Dr Santiago Rompani from the European Molecular Biology Laboratory, Rome, will join the Mind, Brain & Behaviour Research Cluster for an informal talk/discussion on “Probing the molecular underpinnings of early cognitive decline”. All members of the College and members of Common Room are welcome.

Abstract:
The brain’s ability to drive optimal responses and react to stimuli is at a peak early in life, and while decline later in life, from the age of 60, is the most dramatic, decline in most cognitive domains starts much earlier, for many domains as early as the age of 20. Studying the molecular mechanisms of this early decline in mice is challenging, since the very initial, proximal causes of this decline are likely subtle, and quantifying animal behavior can be very variable and difficult to compare to human cognitive ability. Currently, the field deals with this difficulty by comparing very young to very old animals, equivalent to comparing human 20-year-olds to 60-year-olds. We propose that using a battery of ethologically-relevant behaviors allows us to detect cognitive decline far earlier, in animals equivalent to a human 30 and 40-year-old, or a 6-month-old animal compared to a 10-month-old one. We find a dramatic difference in not only motor decline, but also qualitative changes in curiosity-driven exploration in a complex maze, cricket hunting performance, and anxiety-like behaviors in an open field.
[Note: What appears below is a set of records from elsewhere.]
//! Integration tests for Cargo workspaces (modules discovered via cargo metadata)

use crate::helpers::{TestWorkspace, run_cargo_affected, selected};
use anyhow::Result;

fn cargo_workspace() -> Result<TestWorkspace> {
  let ws = TestWorkspace::new()?;
  ws.write_file(
    "Cargo.toml",
    r#"[workspace]
members = ["crates/*"]
resolver = "2"
"#,
  )?;
  ws.add_crate("lib-a", &[])?;
  ws.add_crate("lib-b", &["lib-a"])?;
  ws.add_crate("lib-c", &[])?;
  ws.add_crate("app", &["lib-b"])?;
  ws.commit("Add crates")?;
  ws.merge_feature("readme", &[("crates/lib-c/README.md", "# lib-c\n")])?;
  Ok(ws)
}

#[test]
fn test_cargo_transitive_dependents() -> Result<()> {
  let ws = cargo_workspace()?;
  ws.write_file("crates/lib-a/src/lib.rs", "//! changed\n")?;

  assert_eq!(selected(&ws.path, &["--changed-only"])?, vec!["lib-a"]);
  assert_eq!(selected(&ws.path, &["--dependent-only"])?, vec!["app", "lib-b"]);

  Ok(())
}

#[test]
fn test_cargo_non_source_file_still_owned() -> Result<()> {
  let ws = cargo_workspace()?;
  ws.write_file("crates/lib-c/README.md", "# lib-c, edited\n")?;

  assert_eq!(selected(&ws.path, &[])?, vec!["lib-c"]);

  Ok(())
}

#[test]
fn test_cargo_requires_workspace_root() -> Result<()> {
  let ws = cargo_workspace()?;
  ws.write_file("crates/app/src/lib.rs", "//! changed\n")?;

  let sub = ws.path.join("crates");
  let output = run_cargo_affected(&sub, &["list", "--format", "names"]);
  // No Cargo.toml or affected.toml in crates/, so discovery there must fail
  // loudly rather than report an empty set.
  assert!(output.is_err());

  assert_eq!(selected(&ws.path, &[])?, vec!["app"]);

  Ok(())
}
We pair these behavioral data with RNAseq profiling of a subset of T cells in the blood that have been previously described to decline with age, together with other blood-derived hallmarks of aging, like the epigenetic clock. While analysis of these data is ongoing, we find that there is a significant senescence of naïve T cells between animals aging from 6 to 10 months old, suggesting our behavioral readout is capturing true age-related decline, not a maturation process. In conclusion, we suggest a novel model for tackling the molecular underpinnings of aging in the brain, focusing on the earliest detectable stages of decline, in order to obtain a more causal understanding of the process, and ultimately treat it.